<<<<

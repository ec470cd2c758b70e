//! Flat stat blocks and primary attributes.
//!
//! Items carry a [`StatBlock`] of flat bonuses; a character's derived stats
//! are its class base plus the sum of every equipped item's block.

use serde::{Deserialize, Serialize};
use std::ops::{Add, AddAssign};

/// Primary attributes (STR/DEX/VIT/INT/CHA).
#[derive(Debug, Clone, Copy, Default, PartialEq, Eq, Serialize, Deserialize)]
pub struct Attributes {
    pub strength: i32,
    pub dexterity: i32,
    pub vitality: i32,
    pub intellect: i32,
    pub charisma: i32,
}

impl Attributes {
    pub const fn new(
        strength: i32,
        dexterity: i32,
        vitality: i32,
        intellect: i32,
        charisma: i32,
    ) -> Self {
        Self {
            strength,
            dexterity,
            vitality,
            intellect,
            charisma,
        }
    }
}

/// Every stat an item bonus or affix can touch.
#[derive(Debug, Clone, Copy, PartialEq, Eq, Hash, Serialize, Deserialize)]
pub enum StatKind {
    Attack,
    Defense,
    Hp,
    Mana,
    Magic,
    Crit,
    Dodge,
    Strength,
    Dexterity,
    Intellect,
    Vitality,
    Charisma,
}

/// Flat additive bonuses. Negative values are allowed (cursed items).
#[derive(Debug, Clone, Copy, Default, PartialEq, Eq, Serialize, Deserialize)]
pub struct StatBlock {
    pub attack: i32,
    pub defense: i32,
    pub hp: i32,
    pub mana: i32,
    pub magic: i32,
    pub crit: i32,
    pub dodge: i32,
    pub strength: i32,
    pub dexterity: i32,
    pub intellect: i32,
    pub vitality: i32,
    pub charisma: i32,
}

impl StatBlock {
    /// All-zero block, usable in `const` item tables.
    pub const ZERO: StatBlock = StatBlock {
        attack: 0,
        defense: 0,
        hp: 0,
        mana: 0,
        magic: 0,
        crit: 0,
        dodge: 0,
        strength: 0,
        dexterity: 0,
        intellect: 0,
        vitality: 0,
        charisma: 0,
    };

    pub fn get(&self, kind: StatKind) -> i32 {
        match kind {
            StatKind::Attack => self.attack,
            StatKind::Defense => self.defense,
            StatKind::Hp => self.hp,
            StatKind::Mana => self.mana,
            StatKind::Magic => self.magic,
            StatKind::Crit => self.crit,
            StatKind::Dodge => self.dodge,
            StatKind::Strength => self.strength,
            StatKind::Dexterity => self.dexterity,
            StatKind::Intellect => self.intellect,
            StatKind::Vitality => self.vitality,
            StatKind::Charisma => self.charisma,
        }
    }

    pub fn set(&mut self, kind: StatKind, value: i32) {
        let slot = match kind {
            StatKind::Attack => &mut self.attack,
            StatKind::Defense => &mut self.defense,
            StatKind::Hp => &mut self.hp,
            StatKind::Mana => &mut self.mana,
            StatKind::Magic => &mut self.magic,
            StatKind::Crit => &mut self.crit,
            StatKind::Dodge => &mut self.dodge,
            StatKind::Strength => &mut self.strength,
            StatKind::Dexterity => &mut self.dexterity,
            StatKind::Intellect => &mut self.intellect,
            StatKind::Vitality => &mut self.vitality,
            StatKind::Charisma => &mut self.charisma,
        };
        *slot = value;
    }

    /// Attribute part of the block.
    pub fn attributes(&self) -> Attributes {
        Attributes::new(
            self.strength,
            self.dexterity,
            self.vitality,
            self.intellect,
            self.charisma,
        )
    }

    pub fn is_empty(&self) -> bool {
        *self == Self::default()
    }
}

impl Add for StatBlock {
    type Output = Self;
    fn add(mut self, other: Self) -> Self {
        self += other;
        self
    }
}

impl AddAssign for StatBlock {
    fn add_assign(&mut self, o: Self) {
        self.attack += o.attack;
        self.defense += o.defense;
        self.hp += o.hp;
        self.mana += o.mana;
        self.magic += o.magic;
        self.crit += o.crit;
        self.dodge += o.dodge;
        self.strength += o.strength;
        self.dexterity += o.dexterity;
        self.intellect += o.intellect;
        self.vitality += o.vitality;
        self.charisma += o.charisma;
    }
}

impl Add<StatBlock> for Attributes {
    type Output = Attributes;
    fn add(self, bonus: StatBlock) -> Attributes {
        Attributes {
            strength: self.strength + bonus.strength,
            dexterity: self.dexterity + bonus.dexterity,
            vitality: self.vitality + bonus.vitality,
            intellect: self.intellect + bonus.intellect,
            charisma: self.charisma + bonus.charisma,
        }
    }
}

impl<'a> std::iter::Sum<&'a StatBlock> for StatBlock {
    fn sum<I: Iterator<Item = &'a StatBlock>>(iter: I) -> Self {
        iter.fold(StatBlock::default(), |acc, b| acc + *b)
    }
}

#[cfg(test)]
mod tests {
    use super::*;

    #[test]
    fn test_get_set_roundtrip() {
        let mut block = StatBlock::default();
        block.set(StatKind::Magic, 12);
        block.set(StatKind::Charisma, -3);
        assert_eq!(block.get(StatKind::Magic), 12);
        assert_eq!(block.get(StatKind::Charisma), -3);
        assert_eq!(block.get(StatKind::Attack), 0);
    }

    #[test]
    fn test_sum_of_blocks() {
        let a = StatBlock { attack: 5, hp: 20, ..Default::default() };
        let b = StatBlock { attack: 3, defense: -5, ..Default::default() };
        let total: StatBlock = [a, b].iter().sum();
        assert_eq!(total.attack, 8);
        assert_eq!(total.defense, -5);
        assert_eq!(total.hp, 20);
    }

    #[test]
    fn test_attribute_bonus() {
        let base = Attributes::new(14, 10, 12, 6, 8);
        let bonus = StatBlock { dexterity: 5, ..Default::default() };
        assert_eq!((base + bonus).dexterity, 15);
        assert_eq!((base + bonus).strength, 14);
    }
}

>>>>

◆ Work to be completed ◆
With the line holding "pub struct Attributes" as the first and the line holding "Hash, Serialize, Deserialize)]" as the last, please transcribe exactly the lines of the material above in that range and nothing else.

◆ Reply to the exercise ◆
pub struct Attributes {
    pub strength: i32,
    pub dexterity: i32,
    pub vitality: i32,
    pub intellect: i32,
    pub charisma: i32,
}

impl Attributes {
    pub const fn new(
        strength: i32,
        dexterity: i32,
        vitality: i32,
        intellect: i32,
        charisma: i32,
    ) -> Self {
        Self {
            strength,
            dexterity,
            vitality,
            intellect,
            charisma,
        }
    }
}

/// Every stat an item bonus or affix can touch.
#[derive(Debug, Clone, Copy, PartialEq, Eq, Hash, Serialize, Deserialize)]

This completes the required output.